Saturday, 4 October 2008

Crisis puts renewable energy incentives into play

By Robert Pear
Published: October 2, 2008

WASHINGTON: A long-stalled tax bill offering incentives for the use of renewable energy and providing tax breaks to millions of families and businesses gained momentum on Wednesday, when it was strapped onto emergency legislation to shore up the nation's financial system.
By a vote of 74 to 25, the Senate passed the legislation, including the tax breaks, on Wednesday night. The tax provisions may make the bill more attractive to some Republicans in the House, which rejected a bailout bill in a stunning vote on Monday.
The Senate version of the bailout package was amended, at the last minute, to include a wide range of tax breaks, as well as financial aid for certain rural schools and a measure requiring health insurance companies to provide more generous coverage to many people with mental illnesses.
With the new provisions, the legislation has become more palatable to many lawmakers.
Lawmakers of both parties said the changes would help win support for the package in the House, which rejected the bailout plan in a stunning vote on Monday.

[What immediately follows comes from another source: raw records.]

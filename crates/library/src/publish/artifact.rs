//! Rendering of the files written next to each cached page.
//!
//! | file            | contents                                                   |
//! |-----------------|------------------------------------------------------------|
//! | `wrapper.php`   | status code and caching headers, followed by the raw body |
//! | `redirect.php`  | status code and `Location` header                          |
//! | `redirect.html` | meta-refresh page for servers that only serve HTML         |

use crate::error::{ErrorKind, Result};
use crate::publish::assets::Builtins;
use exn::ResultExt;
use staticpub_render::Response;
use time::UtcDateTime;
use time::format_description::BorrowedFormatItem;
use time::macros::format_description;
use upon::{Engine, Template, Value};

const HTTP_DATE: &[BorrowedFormatItem<'static>] =
    format_description!("[weekday repr:short], [day] [month repr:short] [year] [hour]:[minute]:[second] GMT");

pub(crate) struct Artifacts {
    engine: Engine<'static>,
    wrapper: Template<'static>,
    redirect_php: Template<'static>,
    redirect_html: Template<'static>,
}
impl Artifacts {
    /// Compile every builtin template, failing fast on a broken one.
    pub(crate) fn load() -> Result<Self> {
        let mut engine = Engine::new();
        addons::configure(&mut engine);
        let compile = |name: &str| -> Result<Template<'static>> {
            engine.compile(Builtins::load(name)?).or_raise(|| ErrorKind::Template)
        };
        let wrapper = compile("wrapper.php")?;
        let redirect_php = compile("redirect.php")?;
        let redirect_html = compile("redirect.html")?;
        Ok(Self { engine, wrapper, redirect_php, redirect_html })
    }

    /// PHP front for a cached page: replays the status code and headers,
    /// then emits the body verbatim.
    pub(crate) fn php_wrapper(&self, response: &Response, max_age: u64, modified: UtcDateTime) -> Result<Vec<u8>> {
        let last_modified = modified.format(HTTP_DATE).or_raise(|| ErrorKind::Template)?;
        let etag = blake3::hash(&response.body).to_hex();
        let headers = [
            format!("Content-Type: {}", response.content_type()),
            format!("Cache-Control: public, max-age={max_age}"),
            format!("Last-Modified: {last_modified}"),
            format!("ETag: \"{etag}\""),
        ];
        let head = self
            .wrapper
            .render(&self.engine, upon::value! {
                status: i64::from(response.status),
                headers: Value::List(headers.into_iter().map(|h| Value::String(single_line(&h))).collect()),
            })
            .to_string()
            .or_raise(|| ErrorKind::Template)?;
        let mut out = head.into_bytes();
        out.extend(replace_all(&response.body, b"<?", b"<?php echo '<?'; ?>"));
        Ok(out)
    }

    pub(crate) fn redirect_php(&self, status: u16, location: &str) -> Result<Vec<u8>> {
        self.redirect_php
            .render(&self.engine, upon::value! { status: i64::from(status), location: single_line(location) })
            .to_string()
            .map(String::into_bytes)
            .or_raise(|| ErrorKind::Template)
    }

    pub(crate) fn redirect_html(&self, location: &str) -> Result<Vec<u8>> {
        self.redirect_html
            .render(&self.engine, upon::value! { location: location })
            .to_string()
            .map(String::into_bytes)
            .or_raise(|| ErrorKind::Template)
    }
}

/// Header values must not smuggle in extra header lines.
fn single_line(value: &str) -> String {
    value.chars().filter(|c| !matches!(c, '\r' | '\n')).collect()
}

/// Replace every occurrence of `needle` in `haystack`. Replacements are not
/// scanned again.
pub(crate) fn replace_all(haystack: &[u8], needle: &[u8], replacement: &[u8]) -> Vec<u8> {
    if needle.is_empty() {
        return haystack.to_vec();
    }
    let mut out = Vec::with_capacity(haystack.len());
    let mut rest = haystack;
    while let Some(at) = rest.windows(needle.len()).position(|w| w == needle) {
        out.extend_from_slice(&rest[..at]);
        out.extend_from_slice(replacement);
        rest = &rest[at + needle.len()..];
    }
    out.extend_from_slice(rest);
    out
}

/// Custom [`upon`] formatters for emitting PHP and HTML safely.
mod addons {
    use std::fmt::Write;
    use upon::{Engine, Value, fmt as upon_fmt};

    /// Single-quoted PHP string literal.
    fn php_string(f: &mut upon_fmt::Formatter<'_>, value: &Value) -> upon_fmt::Result {
        match value {
            Value::String(s) => write!(f, "'{}'", s.replace('\\', "\\\\").replace('\'', "\\'"))?,
            v => upon_fmt::default(f, v)?,
        };
        Ok(())
    }

    /// HTML text or double-quoted attribute value.
    fn html(f: &mut upon_fmt::Formatter<'_>, value: &Value) -> upon_fmt::Result {
        match value {
            Value::String(s) => {
                for c in s.chars() {
                    match c {
                        '&' => f.write_str("&amp;")?,
                        '<' => f.write_str("&lt;")?,
                        '>' => f.write_str("&gt;")?,
                        '"' => f.write_str("&quot;")?,
                        '\'' => f.write_str("&#39;")?,
                        c => f.write_char(c)?,
                    }
                }
            },
            v => upon_fmt::default(f, v)?,
        };
        Ok(())
    }

    pub(crate) fn configure(engine: &mut Engine<'_>) {
        engine.add_formatter("php_string", php_string);
        engine.add_formatter("html", html);
    }
}

#[cfg(test)]
mod tests {
    use super::*;

    fn artifacts() -> Artifacts {
        Artifacts::load().unwrap()
    }

    /// 2024-01-05 13:04:05 UTC
    fn friday() -> UtcDateTime {
        UtcDateTime::from_unix_timestamp(1_704_459_845).unwrap()
    }

    #[test]
    fn test_wrapper_replays_headers_and_body() {
        let response = Response::new(200, "<h1>Hi</h1>").with_header("Content-Type", "text/html; charset=utf-8");
        let php = artifacts().php_wrapper(&response, 300, friday()).unwrap();
        let php = String::from_utf8(php).unwrap();
        assert!(php.starts_with("<?php\nhttp_response_code(200);\n"));
        assert!(php.contains("header('Content-Type: text/html; charset=utf-8');"));
        assert!(php.contains("header('Cache-Control: public, max-age=300');"));
        assert!(php.contains("header('Last-Modified: Fri, 05 Jan 2024 13:04:05 GMT');"));
        assert!(php.contains("header('ETag: \"") && php.contains("\"');"));
        assert!(php.ends_with("?>\n<h1>Hi</h1>"));
    }

    #[test]
    fn test_wrapper_neutralises_open_tags_in_body() {
        let response = Response::new(404, "<?xml version=\"1.0\"?><x/>");
        let php = artifacts().php_wrapper(&response, 0, UtcDateTime::now()).unwrap();
        let php = String::from_utf8(php).unwrap();
        assert!(php.contains("http_response_code(404);"));
        assert!(php.ends_with("<?php echo '<?'; ?>xml version=\"1.0\"?><x/>"));
    }

    #[test]
    fn test_redirect_php_escapes_location() {
        let php = artifacts().redirect_php(301, "https://example.com/it's/\nEvil: 1").unwrap();
        let php = String::from_utf8(php).unwrap();
        assert!(php.contains("http_response_code(301);"));
        assert!(php.contains(r"header('Location: ' . 'https://example.com/it\'s/Evil: 1');"));
    }

    #[test]
    fn test_redirect_html_escapes_location() {
        let html = artifacts().redirect_html("https://example.com/?a=1&b=\"2\"").unwrap();
        let html = String::from_utf8(html).unwrap();
        assert!(html.contains(r#"content="0; url=https://example.com/?a=1&amp;b=&quot;2&quot;""#));
    }

    #[test]
    fn test_replace_all() {
        assert_eq!(replace_all(b"a--b--", b"--", b"+"), b"a+b+");
        assert_eq!(replace_all(b"abc", b"", b"x"), b"abc");
        assert_eq!(replace_all(b"<<?", b"<?", b"[<?]"), b"<[<?]");
    }
}
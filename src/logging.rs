//! Log subscriber installation.
//!
//! Logs go to stderr so that command output on stdout stays machine-readable.

use crate::error::{ErrorKind, Result};
use exn::ResultExt;
use staticpub_config::{LogConfig, LogFormat};
use tracing_subscriber::layer::{Layer, SubscriberExt};
use tracing_subscriber::util::SubscriberInitExt;
use tracing_subscriber::{EnvFilter, fmt};

/// `RUST_LOG`, when set, replaces the configured level.
fn filter(config: &LogConfig) -> Result<EnvFilter> {
    match EnvFilter::try_from_default_env() {
        Ok(filter) => Ok(filter),
        Err(_) => configured(&config.level),
    }
}

fn configured(level: &str) -> Result<EnvFilter> {
    EnvFilter::try_new(level).or_raise(|| ErrorKind::Logging)
}

pub fn init(config: &LogConfig) -> Result<()> {
    let fmt_layer = match config.format {
        LogFormat::Text => fmt::layer().with_writer(std::io::stderr).with_target(false).boxed(),
        LogFormat::Json => fmt::layer()
            .json()
            .with_current_span(true)
            .with_span_list(true)
            .with_writer(std::io::stderr)
            .boxed(),
    };
    tracing_subscriber::registry().with(filter(config)?).with(fmt_layer).try_init().or_raise(|| ErrorKind::Logging)
}

#[cfg(test)]
mod tests {
    use super::*;

    use rstest::rstest;

    #[rstest]
    #[case("info", true)]
    #[case("warn,staticpub_library=debug", true)]
    #[case("staticpub=loudest", false)]
    fn test_configured_level(#[case] level: &str, #[case] valid: bool) {
        match configured(level) {
            Ok(_) => assert!(valid),
            Err(err) => {
                assert!(!valid);
                assert!(matches!(&*err, ErrorKind::Logging));
            },
        }
    }
}
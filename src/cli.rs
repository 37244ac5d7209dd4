//! Command-line surface.

use clap::{Args, Parser, Subcommand};
use std::path::PathBuf;

#[derive(Parser, Debug)]
#[command(name = "staticpub", version, about = "Static page cache generation and invalidation", long_about = None)]
pub struct Cli {
    /// Configuration file (TOML, YAML or JSON)
    #[arg(long, short, global = true, env = "STATICPUB_CONFIG")]
    pub config: Option<PathBuf>,

    /// Content manifest, overriding `content_manifest` from the configuration
    #[arg(long, short, global = true)]
    pub manifest: Option<PathBuf>,

    #[command(subcommand)]
    pub command: Command,
}

#[derive(Subcommand, Debug)]
pub enum Command {
    /// Queue a rebuild of every live page; anything else in the cache is purged afterwards
    EnqueueAll,
    /// Queue the pages affected by publishing a node
    Publish(MutationArgs),
    /// Queue the pages affected by unpublishing a node
    Unpublish(MutationArgs),
    /// Drain the job queue
    Process(RunArgs),
    /// Drain queue entries directly, guarded by a heartbeat lock file (single host only)
    Legacy(RunArgs),
    /// Remove cached pages that no live node produces
    PurgeOrphans {
        /// Print every purged URL
        #[arg(long, short)]
        verbose: bool,
        /// List orphans without removing them
        #[arg(long)]
        dry_run: bool,
    },
    /// Show queue counts
    Status {
        /// Print as JSON
        #[arg(long)]
        json: bool,
        /// Also list the next entries to be claimed and the most recent jobs
        #[arg(long, short = 'n', default_value_t = 0)]
        limit: usize,
    },
}

#[derive(Args, Debug)]
pub struct MutationArgs {
    /// Content node id
    pub node: u64,
    /// Manifest of the live tree as it was before the change, to detect moved URLs
    #[arg(long)]
    pub previous: Option<PathBuf>,
}

#[derive(Args, Debug)]
pub struct RunArgs {
    /// Keep polling for work until interrupted
    #[arg(long)]
    pub daemon: bool,
    /// Print one line per URL processed
    #[arg(long, short)]
    pub verbose: bool,
}
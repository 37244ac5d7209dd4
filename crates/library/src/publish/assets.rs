//! Artifact templates embedded into the binary at compile time using
//! [`rust-embed`](rust_embed).

use crate::error::{ErrorKind, Result};
use exn::{OptionExt, ResultExt};
use rust_embed::Embed;

#[derive(Embed)]
#[folder = "../../assets/templates/"]
pub(crate) struct Builtins;
impl Builtins {
    /// Template source for a builtin artifact by file name.
    pub(crate) fn load(name: &str) -> Result<String> {
        let file = Self::get(name).ok_or_raise(|| ErrorKind::Template)?;
        String::from_utf8(file.data.into_owned()).or_raise(|| ErrorKind::Template)
    }
}

#[cfg(test)]
mod tests {
    use super::*;
    use rstest::rstest;

    #[rstest]
    #[case("wrapper.php")]
    #[case("redirect.php")]
    #[case("redirect.html")]
    fn test_builtin_exists(#[case] name: &str) {
        assert!(!Builtins::load(name).unwrap().is_empty());
    }

    #[test]
    fn test_unknown_builtin() {
        let err = Builtins::load("missing.tmpl").unwrap_err();
        assert!(matches!(&*err, ErrorKind::Template));
    }
}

The latest version of the tax legislation, virtually identical to that passed overwhelmingly by the Senate on Sept. 23, would extend the business tax credit for research and development, expand the child tax credit and protect millions of middle-income families from the alternative minimum tax, originally aimed at high-income families.
It would also provide tax relief to victims of recent natural disasters, including floods, tornadoes and severe storms.
The tax credits for investing in solar energy and producing wind energy are scheduled to expire at the end of this year.
Gregory Wetstone, director of government affairs at the American Wind Energy Association, hailed the efforts in Congress.
"The renewable energy tax credits are critically important to the future of wind and solar energy in America," Wetstone said. "In 2000, 2002 and 2004, the industry suffered a drop of 70 percent to 90 percent in the level of annual new wind power as a result of Congress's failure to extend the tax credit, which is currently the only major federal program to support renewable energy."
Many House Democrats, led by the fiscally conservative Blue Dog Coalition, had insisted that the cost of tax breaks be fully offset by revenue increases or spending cuts. But it appeared that they were going to lose their yearlong fight with the Senate over this question.
Taken as a whole, the Senate tax package would cost $150.5 billion over 10 years. Of that amount, about $43.5 billion would be offset.
The Senate bill includes several revenue-raising provisions. It would, for example, keep hedge fund managers from using offshore corporations to defer taxes on compensation for their investment services. It would also freeze a tax deduction that oil and gas companies get for certain domestic production activities. The deduction, now 6 percent, is scheduled to rise to 9 percent in 2010.
"With oil and gas prices on the rise, the oil and gas industry does not need tax incentives that it may have needed in the past," said Senator Max Baucus, Democrat of Montana and the chairman of the Finance Committee.
Charles Rangel, Democrat of New York and the chairman of the Ways and Means Committee, said the Senate was setting a bad precedent by trying to impose its tax legislation on the House, rather than negotiating a compromise.
"The Senate leadership took an unprecedented gamble when they attached a package of tax extenders to the emergency financial rescue legislation," Rangel said. He complained that Senate Democrats "repeatedly capitulate to demands" by Republican senators, many of whom contend that Congress should not have to pay for the extension of expiring tax breaks.
To increase tax compliance, the bill would require brokerage firms to track and report the cost basis of stocks, bonds and other securities sold during the year. The cost basis is used in computing the capital gains on which investors must pay taxes. When people overstate the original value or purchase price of stock, they may pay less tax than they should.
Congress estimates that the proposed reporting requirement would raise $6.7 billion in additional revenue over 10 years.
The House jealously guards its power to originate tax bills. The Constitution says, "All bills for raising revenue shall originate in the House of Representatives; but the Senate may propose or concur with amendments as on other bills."
The Senate version of the bailout package is technically an amendment to a House bill that would require group health insurance plans to provide equivalence, or parity, in the coverage of mental and physical illnesses.
Insurers often charge higher co-payments and set stricter limits for mental health care than for the treatment of physical illnesses. The bill would outlaw such discrimination, and the government could impose an excise tax on health plans that violated the new requirement.
On the tax legislation, as on other issues in the last two years, the Senate appears likely to get its way because major bills typically need 60 votes to clear procedural hurdles in the Senate. In practice, this means that the majority Democrats cannot pass contentious bills without help from some Republicans.
Another sweetener added to the bailout bill would extend the "secure rural schools" program, which compensates counties for the loss of revenues they had been receiving from the sale of timber on federal lands. Counties in Oregon and several other states have laid off police officers and cut back public services since authority for the program, which provides money for schools and roads, expired this year.